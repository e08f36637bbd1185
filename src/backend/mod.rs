//! Hosted backend client module
//!
//! This module defines the contract the dashboard needs from the hosted
//! backend (row access and session auth) and the request-scoped handle the
//! repositories use to talk to it.

pub mod postgres;
pub mod query;
pub mod rest;

use std::sync::Arc;

use async_trait::async_trait;
use serde::de::DeserializeOwned;
use serde::{Deserialize, Serialize};
use serde_json::Value;
use uuid::Uuid;

use crate::utils::errors::{BackendError, BackendResult};

pub use postgres::PgBackend;
pub use query::{Columns, Embed, Filter, Order, SelectQuery};
pub use rest::RestBackend;

/// Credentials carried by one request
#[derive(Debug, Clone, Default, PartialEq, Eq)]
pub struct Session {
    pub access_token: Option<String>,
}

impl Session {
    pub fn anonymous() -> Self {
        Self::default()
    }

    pub fn with_token(token: impl Into<String>) -> Self {
        Self {
            access_token: Some(token.into()),
        }
    }

    pub fn token(&self) -> BackendResult<&str> {
        self.access_token
            .as_deref()
            .filter(|t| !t.is_empty())
            .ok_or(BackendError::NoSession)
    }

    pub fn is_authenticated(&self) -> bool {
        self.token().is_ok()
    }
}

/// The signed-in user as reported by the auth service
#[derive(Debug, Clone, PartialEq, Eq, Serialize, Deserialize)]
pub struct AuthUser {
    pub id: Uuid,
    #[serde(default)]
    pub email: Option<String>,
}

/// Tokens issued by a successful code exchange
#[derive(Debug, Clone, PartialEq, Eq, Serialize, Deserialize)]
pub struct AuthSession {
    pub access_token: String,
    #[serde(default)]
    pub refresh_token: Option<String>,
    #[serde(default)]
    pub expires_in: Option<i64>,
}

/// Row access and auth operations of the hosted backend
///
/// Rows travel as JSON objects; typing happens in `BackendHandle`.
#[async_trait]
pub trait Backend: Send + Sync {
    /// Resolve the session's user
    async fn get_user(&self, session: &Session) -> BackendResult<AuthUser>;

    async fn select(&self, session: &Session, query: &SelectQuery) -> BackendResult<Vec<Value>>;

    async fn insert(&self, session: &Session, table: &str, rows: Vec<Value>) -> BackendResult<()>;

    async fn update(
        &self,
        session: &Session,
        table: &str,
        values: Value,
        filters: &[Filter],
    ) -> BackendResult<()>;

    /// Delete matching rows; matching nothing is not an error
    async fn delete(&self, session: &Session, table: &str, filters: &[Filter]) -> BackendResult<()>;

    /// Exchange an OAuth authorization code (PKCE) for a session
    async fn exchange_code_for_session(
        &self,
        code: &str,
        code_verifier: Option<&str>,
    ) -> BackendResult<AuthSession>;

    async fn sign_out(&self, session: &Session) -> BackendResult<()>;

    /// Name used in logs and health output
    fn name(&self) -> &'static str;
}

/// A backend bound to the current request's session
#[derive(Clone)]
pub struct BackendHandle {
    backend: Arc<dyn Backend>,
    session: Session,
}

impl BackendHandle {
    pub fn new(backend: Arc<dyn Backend>, session: Session) -> Self {
        Self { backend, session }
    }

    pub fn session(&self) -> &Session {
        &self.session
    }

    pub fn backend(&self) -> &Arc<dyn Backend> {
        &self.backend
    }

    pub fn auth(&self) -> AuthClient<'_> {
        AuthClient { handle: self }
    }

    pub fn from(&self, table: &str) -> TableRef<'_> {
        TableRef {
            handle: self,
            table: table.to_string(),
        }
    }
}

pub struct AuthClient<'a> {
    handle: &'a BackendHandle,
}

impl AuthClient<'_> {
    pub async fn get_user(&self) -> BackendResult<AuthUser> {
        self.handle.backend.get_user(&self.handle.session).await
    }

    pub async fn sign_out(&self) -> BackendResult<()> {
        self.handle.backend.sign_out(&self.handle.session).await
    }
}

/// Entry point of the fluent table API
pub struct TableRef<'a> {
    handle: &'a BackendHandle,
    table: String,
}

impl<'a> TableRef<'a> {
    pub fn select(self, columns: &str) -> SelectBuilder<'a> {
        SelectBuilder {
            handle: self.handle,
            query: SelectQuery::new(&self.table, columns),
        }
    }

    pub async fn insert<T: Serialize>(self, row: &T) -> BackendResult<()> {
        self.insert_many(std::slice::from_ref(row)).await
    }

    pub async fn insert_many<T: Serialize>(self, rows: &[T]) -> BackendResult<()> {
        if rows.is_empty() {
            return Ok(());
        }
        let values = rows
            .iter()
            .map(to_json)
            .collect::<BackendResult<Vec<_>>>()?;
        self.handle
            .backend
            .insert(&self.handle.session, &self.table, values)
            .await
    }

    pub fn update<T: Serialize>(self, values: &T) -> WriteBuilder<'a> {
        WriteBuilder {
            handle: self.handle,
            table: self.table,
            kind: WriteKind::Update(to_json(values)),
            filters: Vec::new(),
        }
    }

    pub fn delete(self) -> WriteBuilder<'a> {
        WriteBuilder {
            handle: self.handle,
            table: self.table,
            kind: WriteKind::Delete,
            filters: Vec::new(),
        }
    }
}

pub struct SelectBuilder<'a> {
    handle: &'a BackendHandle,
    query: SelectQuery,
}

impl SelectBuilder<'_> {
    pub fn eq(mut self, column: &str, value: impl ToString) -> Self {
        self.query.filters.push(Filter::Eq {
            column: column.to_string(),
            value: value.to_string(),
        });
        self
    }

    pub fn gte(mut self, column: &str, value: impl ToString) -> Self {
        self.query.filters.push(Filter::Gte {
            column: column.to_string(),
            value: value.to_string(),
        });
        self
    }

    pub fn order(mut self, column: &str, ascending: bool) -> Self {
        self.query.order.push(Order {
            column: column.to_string(),
            ascending,
        });
        self
    }

    pub fn embed(mut self, embed: Embed) -> Self {
        self.query.embed = Some(embed);
        self
    }

    pub fn limit(mut self, limit: usize) -> Self {
        self.query.limit = Some(limit);
        self
    }

    pub fn query(&self) -> &SelectQuery {
        &self.query
    }

    /// Run the query, decoding every row
    pub async fn execute<T: DeserializeOwned>(self) -> BackendResult<Vec<T>> {
        let rows = self
            .handle
            .backend
            .select(&self.handle.session, &self.query)
            .await?;
        rows.into_iter().map(from_json).collect()
    }

    /// Exactly one row; zero or several rows is an error
    pub async fn single<T: DeserializeOwned>(self) -> BackendResult<T> {
        let table = self.query.table.clone();
        let mut rows: Vec<T> = self.limit(2).execute().await?;
        match rows.len() {
            1 => Ok(rows.remove(0)),
            n => Err(BackendError::Api {
                status: 406,
                message: format!("JSON object requested, multiple (or no) rows returned from {} ({} rows)", table, n),
                code: Some("PGRST116".to_string()),
            }),
        }
    }
}

enum WriteKind {
    Update(BackendResult<Value>),
    Delete,
}

/// Pending update or delete, narrowed by filters
pub struct WriteBuilder<'a> {
    handle: &'a BackendHandle,
    table: String,
    kind: WriteKind,
    filters: Vec<Filter>,
}

impl WriteBuilder<'_> {
    pub fn eq(mut self, column: &str, value: impl ToString) -> Self {
        self.filters.push(Filter::Eq {
            column: column.to_string(),
            value: value.to_string(),
        });
        self
    }

    pub async fn execute(self) -> BackendResult<()> {
        // Unfiltered writes would touch the whole table
        if self.filters.is_empty() {
            return Err(BackendError::InvalidQuery(format!(
                "refusing unfiltered write on '{}'",
                self.table
            )));
        }
        let backend = &self.handle.backend;
        let session = &self.handle.session;
        match self.kind {
            WriteKind::Update(values) => {
                backend
                    .update(session, &self.table, values?, &self.filters)
                    .await
            }
            WriteKind::Delete => backend.delete(session, &self.table, &self.filters).await,
        }
    }
}

fn to_json<T: Serialize>(value: &T) -> BackendResult<Value> {
    serde_json::to_value(value).map_err(|e| BackendError::Decode(e.to_string()))
}

fn from_json<T: DeserializeOwned>(value: Value) -> BackendResult<T> {
    serde_json::from_value(value).map_err(|e| BackendError::Decode(e.to_string()))
}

——

### Problem to work on:
Go through the listing above, and whenever a line holds the word "format", copy it.

### Task answer:
                message: format!("JSON object requested, multiple (or no) rows returned from {} ({} rows)", table, n),
            return Err(BackendError::InvalidQuery(format!(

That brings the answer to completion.